Much fuss has been made with General Motors’ use of out-of-spec ignition switches, as the public has been scratching its collective head and wondering, “Why did GM use these if they didn’t pass muster?” According to Automotive News, this may not be an unusual circumstance.
“Just because a part is out of tolerance doesn’t mean that it’s the root cause of a failure. [But if the out-of-spec part] affects a component’s fit, form or function, that’s when you are expected to do a full root-cause analysis,” said Scott Gray, a senior program manager for the industry research consortium Automotive Industry Action Group.

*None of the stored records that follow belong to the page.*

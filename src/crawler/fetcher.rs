//! Page fetching over HTTP

use crate::crawler::config::{CrawlerConfig, RetryPolicy};
use crate::crawler::error::CrawlError;
use reqwest::header::{ACCEPT, ACCEPT_LANGUAGE, HeaderMap, HeaderValue};
use reqwest::Client;
use std::future::Future;
use tracing::{debug, instrument, warn};

/// Source of raw page HTML
pub trait PageFetcher {
    /// Fetch the page at `url` and return its body
    fn fetch(&self, url: &str) -> impl Future<Output = Result<String, CrawlError>> + Send;
}

/// Fetches pages with browser-like headers and a bounded retry policy
#[derive(Debug, Clone)]
pub struct HttpFetcher {
    client: Client,
    retry: RetryPolicy,
}

impl HttpFetcher {
    pub fn new(config: &CrawlerConfig) -> Result<Self, CrawlError> {
        let mut headers = HeaderMap::new();
        headers.insert(
            ACCEPT,
            HeaderValue::from_static(
                "text/html,application/xhtml+xml,application/xml;q=0.9,*/*;q=0.8",
            ),
        );
        let language = HeaderValue::from_str(&config.accept_language)
            .map_err(|e| CrawlError::Other(format!("Invalid Accept-Language: {}", e)))?;
        headers.insert(ACCEPT_LANGUAGE, language);

        let client = Client::builder()
            .user_agent(config.user_agent.clone())
            .default_headers(headers)
            .timeout(config.request_timeout())
            .build()?;

        Ok(Self {
            client,
            retry: config.retry.clone(),
        })
    }

    async fn fetch_once(&self, url: &str) -> Result<String, CrawlError> {
        let response = self.client.get(url).send().await?.error_for_status()?;
        let bytes = response.bytes().await?;
        Ok(String::from_utf8_lossy(&bytes).into_owned())
    }
}

impl PageFetcher for HttpFetcher {
    #[instrument(skip(self), level = "debug")]
    async fn fetch(&self, url: &str) -> Result<String, CrawlError> {
        let attempts = self.retry.attempts();
        let mut attempt = 1;
        loop {
            match self.fetch_once(url).await {
                Ok(body) => {
                    debug!("Fetched {} ({} bytes)", url, body.len());
                    return Ok(body);
                }
                Err(e) if attempt < attempts => {
                    let delay = self.retry.delay_after(attempt);
                    warn!(
                        "Fetch attempt {}/{} for {} failed: {}, retrying in {:?}",
                        attempt, attempts, url, e, delay
                    );
                    tokio::time::sleep(delay).await;
                    attempt += 1;
                }
                Err(e) => return Err(e),
            }
        }
    }
}

#[cfg(test)]
mod tests {
    use super::*;
    use crate::crawler::config::Backoff;
    use mockito::Server;

    fn config(max_attempts: u32) -> CrawlerConfig {
        CrawlerConfig::builder()
            .request_timeout_secs(5)
            .retry(RetryPolicy {
                max_attempts,
                backoff: Backoff::Fixed { delay_ms: 10 },
                jitter_ms: 0,
            })
            .build()
    }

    #[tokio::test]
    async fn test_fetch_sends_browser_headers() {
        let mut server = Server::new_async().await;
        let mock = server
            .mock("GET", "/wiki/Einstein")
            .match_header("user-agent", mockito::Matcher::Regex("Mozilla".to_string()))
            .match_header("accept-language", mockito::Matcher::Regex("zh-CN".to_string()))
            .with_status(200)
            .with_body("<html><p>正文</p></html>")
            .expect(1)
            .create_async()
            .await;

        let fetcher = HttpFetcher::new(&config(1)).unwrap();
        let body = fetcher
            .fetch(&format!("{}/wiki/Einstein", server.url()))
            .await
            .unwrap();
        assert!(body.contains("正文"));

        mock.assert_async().await;
    }

    #[tokio::test]
    async fn test_fetch_error_status_fails_without_retry() {
        let mut server = Server::new_async().await;
        let mock = server
            .mock("GET", "/missing")
            .with_status(404)
            .expect(1)
            .create_async()
            .await;

        let fetcher = HttpFetcher::new(&config(1)).unwrap();
        let result = fetcher.fetch(&format!("{}/missing", server.url())).await;
        assert!(matches!(result, Err(CrawlError::Http(_))));

        mock.assert_async().await;
    }

    #[tokio::test]
    async fn test_fetch_retries_up_to_policy() {
        let mut server = Server::new_async().await;
        let mock = server
            .mock("GET", "/flaky")
            .with_status(503)
            .expect(3)
            .create_async()
            .await;

        let fetcher = HttpFetcher::new(&config(3)).unwrap();
        assert!(fetcher.fetch(&format!("{}/flaky", server.url())).await.is_err());

        mock.assert_async().await;
    }
}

Apparently, since 1993, there have been rules in place in using an out-of-spec part based on two documents: the Failure Mode Effects Analysis and the Production Part Approval Process. Both of these were developed by the Big Three:
- The Failure Mode Effects Analysis will show whether or not an out-of-spec part will work, or whether it might suffer a catastrophic failure. Engineers perform the analysis from the beginning of a component’s development. This is true for all components, so it can help engineers determine what happens with the use of an out-of-spec part.
- The Production Part Approval Process is the second stage, which involves the supplier producing the part to proper specifications. If there are any changes to the specs, no matter how minor, this approval process must be updated.
Hence, the smoking gun in General Motors’ case is the Failure Mode Effects Analysis, which should indicate whether GM knew about ignition switch issues. However, GM has yet to comment, other than spokesman Greg Martin saying, “We look forward to sharing findings, as appropriate, once completed. Until then, we will provide no preliminary comment.”